90. Skeptic - November 19, 2007

I just read the Supreme Court’s statement. I will take what the Court said at face value, but there is still a major hole in the explanation: what happened with respect to the communications we KNOW occurred between Harrison, Burch, and the Court? If it was simply the Court acting on its own volition, why would little Harrison talk about the “effort” it took to get the Supreme Court to throw out the WTE section? I really want to believe the Supreme Court, but I just can’t help but feel that–but for the improper contact–little Harrison and little Burch would not have passed the Bar Exam.

91. Skeptic - November 19, 2007

Footnote 1 of the Court’s statement is an apparent attempt to show that there was an abnormally high fail rate compared to the February 2007 exam.

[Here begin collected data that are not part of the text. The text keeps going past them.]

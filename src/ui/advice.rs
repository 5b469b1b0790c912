use crate::budget::{Breakdown, Outlook};
use crate::models::Neighborhood;
use crate::ui::util::format_ksh;

pub(crate) const BUDGET_TIPS: &[&str] = &[
    "Matatus save you money but add adventure!",
    "South B = 3x more savings than Westlands",
    "Cooking at home = more shillings for safari!",
];

pub(crate) const FUN_FACT: &str =
    "Did you know? Nairobi means 'cool water' in Maasai. Budget wisely and enjoy Kenya's vibrant capital!";

/// The message shown under a breakdown.
#[derive(Debug, Clone, PartialEq, Eq)]
pub(crate) struct Advice {
    pub(crate) outlook: Outlook,
    pub(crate) headline: String,
    pub(crate) details: Vec<String>,
}

pub(crate) fn advice(breakdown: &Breakdown) -> Advice {
    let outlook = breakdown.outlook();
    let remaining = breakdown.result.remaining;
    let (headline, details) = match outlook {
        Outlook::Deficit => {
            let cheapest = Neighborhood::cheapest();
            let suggestion = if breakdown.input.neighborhood == cheapest {
                "Try dropping a ride or a treat?".to_string()
            } else {
                format!(
                    "Try {} instead? Rent there is {}.",
                    cheapest.name,
                    format_ksh(cheapest.monthly_rent.into())
                )
            };
            (
                format!(
                    "Whoops! Your expenses exceed income by {}.",
                    format_ksh(remaining.abs())
                ),
                vec![suggestion],
            )
        }
        Outlook::Tight => (
            "Tight budget! Maybe fewer Uber rides this month?".to_string(),
            vec![format!("Only {} left after savings.", format_ksh(remaining))],
        ),
        Outlook::Comfortable => (
            "You're rocking it!".to_string(),
            vec![
                format!("With {} left, you could:", format_ksh(remaining)),
                format!(
                    "  - Treat yourself at {}'s best cafe",
                    breakdown.input.neighborhood.name
                ),
                "  - Add to your savings".to_string(),
                "  - Plan a weekend getaway".to_string(),
            ],
        ),
    };
    Advice {
        outlook,
        headline,
        details,
    }
}
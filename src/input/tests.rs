#![allow(clippy::unwrap_used)]

use super::*;

// ── Defaults ──────────────────────────────────────────────────

#[test]
fn test_form_defaults() {
    let form = BudgetForm::default();
    assert_eq!(form.income(), 120_000);
    assert_eq!(form.savings_percent(), 15);
    assert_eq!(form.neighborhood().name, "Kilimani");

    let rides: Vec<&str> = form.selected_transport().iter().map(|t| t.name).collect();
    assert_eq!(rides, vec!["Matatus"]);
    let treats: Vec<&str> = form.selected_lifestyle().iter().map(|l| l.name).collect();
    assert_eq!(treats, vec!["Groceries", "Entertainment"]);
}

#[test]
fn test_default_form_to_input() {
    let input = BudgetForm::default().to_input();
    assert_eq!(input.monthly_income, 120_000);
    assert_eq!(input.neighborhood.monthly_rent, 65_000);
    assert_eq!(input.transport.len(), 1);
    assert_eq!(input.lifestyle.len(), 2);
    assert_eq!(input.savings_percent, 15);
}

// ── Sliders ───────────────────────────────────────────────────

#[test]
fn test_income_clamps_to_bounds() {
    let mut form = BudgetForm::default();
    assert!(form.set_income(1_000_000));
    assert_eq!(form.income(), 500_000);
    assert!(!form.adjust_income(INCOME_STEP));
    assert_eq!(form.income(), 500_000);

    assert!(form.set_income(5));
    assert_eq!(form.income(), 20_000);
    assert!(!form.adjust_income(-INCOME_BIG_STEP));
    assert_eq!(form.income(), 20_000);
}

#[test]
fn test_income_steps() {
    let mut form = BudgetForm::default();
    assert!(form.adjust_income(INCOME_STEP));
    assert_eq!(form.income(), 121_000);
    assert!(form.adjust_income(-INCOME_BIG_STEP));
    assert_eq!(form.income(), 111_000);
}

#[test]
fn test_income_adjust_does_not_overflow() {
    let mut form = BudgetForm::default();
    form.adjust_income(i64::MAX);
    assert_eq!(form.income(), 500_000);
    form.adjust_income(i64::MIN);
    assert_eq!(form.income(), 20_000);
}

#[test]
fn test_savings_clamps_to_bounds() {
    let mut form = BudgetForm::default();
    assert!(form.set_savings(80));
    assert_eq!(form.savings_percent(), 50);
    assert!(form.set_savings(-3));
    assert_eq!(form.savings_percent(), 0);
    assert!(!form.adjust_savings(-SAVINGS_STEP));
    assert!(form.adjust_savings(SAVINGS_BIG_STEP));
    assert_eq!(form.savings_percent(), 5);
}

#[test]
fn test_set_same_value_reports_no_change() {
    let mut form = BudgetForm::default();
    assert!(!form.set_income(120_000));
    assert!(!form.set_savings(15));
    assert!(!form.select_neighborhood(0));
}

// ── Selections ────────────────────────────────────────────────

#[test]
fn test_select_neighborhood() {
    let mut form = BudgetForm::default();
    assert!(form.select_neighborhood(3));
    assert_eq!(form.neighborhood().name, "South B");
    assert!(!form.select_neighborhood(99));
    assert_eq!(form.neighborhood_index(), 3);
}

#[test]
fn test_choose_neighborhood_by_option() {
    let mut form = BudgetForm::default();
    let westlands = neighborhood("westlands").unwrap();
    assert!(form.choose_neighborhood(westlands));
    assert_eq!(form.neighborhood().name, "Westlands");
    assert!(!form.choose_neighborhood(westlands));
}

#[test]
fn test_toggle_transport() {
    let mut form = BudgetForm::default();
    assert!(form.is_transport_selected(0));
    assert!(form.toggle_transport(0));
    assert!(!form.is_transport_selected(0));
    assert!(form.toggle_transport(1));
    assert!(form.is_transport_selected(1));
    assert!(!form.toggle_transport(42));
}

#[test]
fn test_toggle_by_option() {
    let mut form = BudgetForm::default();
    assert!(form.toggle_lifestyle_option(lifestyle("gym").unwrap()));
    assert!(form.is_lifestyle_selected(4));
    assert!(form.toggle_transport_option(transport("matatus").unwrap()));
    assert!(form.selected_transport().is_empty());
}

#[test]
fn test_include_is_idempotent() {
    let mut form = BudgetForm::default();
    let matatus = transport("Matatus").unwrap();
    assert!(!form.include_transport(matatus));
    let eating_out = lifestyle("eating out").unwrap();
    assert!(form.include_lifestyle(eating_out));
    assert!(!form.include_lifestyle(eating_out));
    assert_eq!(form.selected_lifestyle().len(), 3);
}

#[test]
fn test_clear_selections() {
    let mut form = BudgetForm::default();
    assert!(form.clear_transport());
    assert!(form.clear_lifestyle());
    assert!(!form.clear_transport());
    let input = form.to_input();
    assert!(input.transport.is_empty());
    assert!(input.lifestyle.is_empty());
}

#[test]
fn test_reset() {
    let mut form = BudgetForm::default();
    form.set_income(300_000);
    form.select_neighborhood(2);
    form.toggle_lifestyle(0);
    assert!(form.reset());
    assert_eq!(form, BudgetForm::default());
    assert!(!form.reset());
}

#[test]
fn test_selection_follows_table_order() {
    let mut form = BudgetForm::default();
    form.toggle_transport(3);
    form.toggle_transport(1);
    let names: Vec<&str> = form.selected_transport().iter().map(|t| t.name).collect();
    assert_eq!(names, vec!["Matatus", "Uber/Bolt", "Boda Bodas"]);
}

// ── Parsing ───────────────────────────────────────────────────

#[test]
fn test_parse_amount_formats() {
    assert_eq!(parse_amount("120000").unwrap(), 120_000);
    assert_eq!(parse_amount(" 120,000 ").unwrap(), 120_000);
    assert_eq!(parse_amount("KSh 85_000").unwrap(), 85_000);
    assert_eq!(parse_amount("15%").unwrap(), 15);
    assert_eq!(parse_amount("-5").unwrap(), -5);
}

#[test]
fn test_parse_amount_rejects_garbage() {
    assert_eq!(
        parse_amount("lots"),
        Err(InputError::NotANumber("lots".into()))
    );
    assert!(parse_amount("").is_err());
    assert!(parse_amount("12.5").is_err());
}

#[test]
fn test_parse_income_range() {
    assert_eq!(parse_income("20000").unwrap(), 20_000);
    assert_eq!(parse_income("500,000").unwrap(), 500_000);
    let err = parse_income("19999").unwrap_err();
    assert_eq!(
        err,
        InputError::OutOfRange {
            field: "income",
            value: 19_999,
            min: 20_000,
            max: 500_000,
        }
    );
    assert_eq!(
        err.to_string(),
        "income must be between 20000 and 500000, got 19999"
    );
}

#[test]
fn test_parse_savings_range() {
    assert_eq!(parse_savings("0").unwrap(), 0);
    assert_eq!(parse_savings("50%").unwrap(), 50);
    assert!(parse_savings("51").is_err());
    assert!(parse_savings("-1").is_err());
}

#[test]
fn test_lookup_errors_list_choices() {
    let err = neighborhood("Karen").unwrap_err();
    assert_eq!(
        err.to_string(),
        "unknown neighborhood 'Karen' (choose from: Kilimani, Westlands, Kileleshwa, South B)"
    );
    assert!(transport("helicopter").is_err());
    assert!(lifestyle("golf").is_err());
}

First, from what the Court said, the error had nothing to do with an abnormally high fail rate. Second, even if it had, I don’t think the data sets can be accurately compared. The July 2007 exam had a huge, unknown variable in the form of CSOL grads (and I DO NOT intend to turn this into a USC vs. CSOL debate). Moreover, I think it is common knowledge that the statistics for the February exam are different from the July examinations given that there are likely fewer first time takers, out-of-staters who are “winging” the exam, etc. Forgive the cliche, but it’s apples and oranges–it would have made much more sense to compare July 2007 with July 2006.

92. I'm Tired - November 19, 2007

I just read the statement and need some help with this.

Is this some kind of shell game? So one guy recevied a false pass, then the court decides that it is fair and equitable to allow 20 other fails to now pass? Why not just let the guy pass and be the end of it? How were the other 20 in “exactly the same position as the affected examinee”? Was there a reporting error for the other 20?

I am really tired and might not be making sense of this. Someone please explain.

93. SCAnon - November 19, 2007

See below for link to the new and improved “version” of what happened to cause the supremes to sing such a woefully tuneless crock of [you get the idea]. http://www.judicial.state.sc.us/bar/index.cfm
Unlike #90, I simply cannot accept this story. It does not make sense. Are we to accept that in order to cure an error that foisted one unqualified attorney on the public, the supreme court decided to add another 20? Where is the statement from the WTE examiner? Why did little miss privilege brag about the effort she expended in getting WTE thrown out? Where is the much vaunted “independent” press when you need them? Give me a break!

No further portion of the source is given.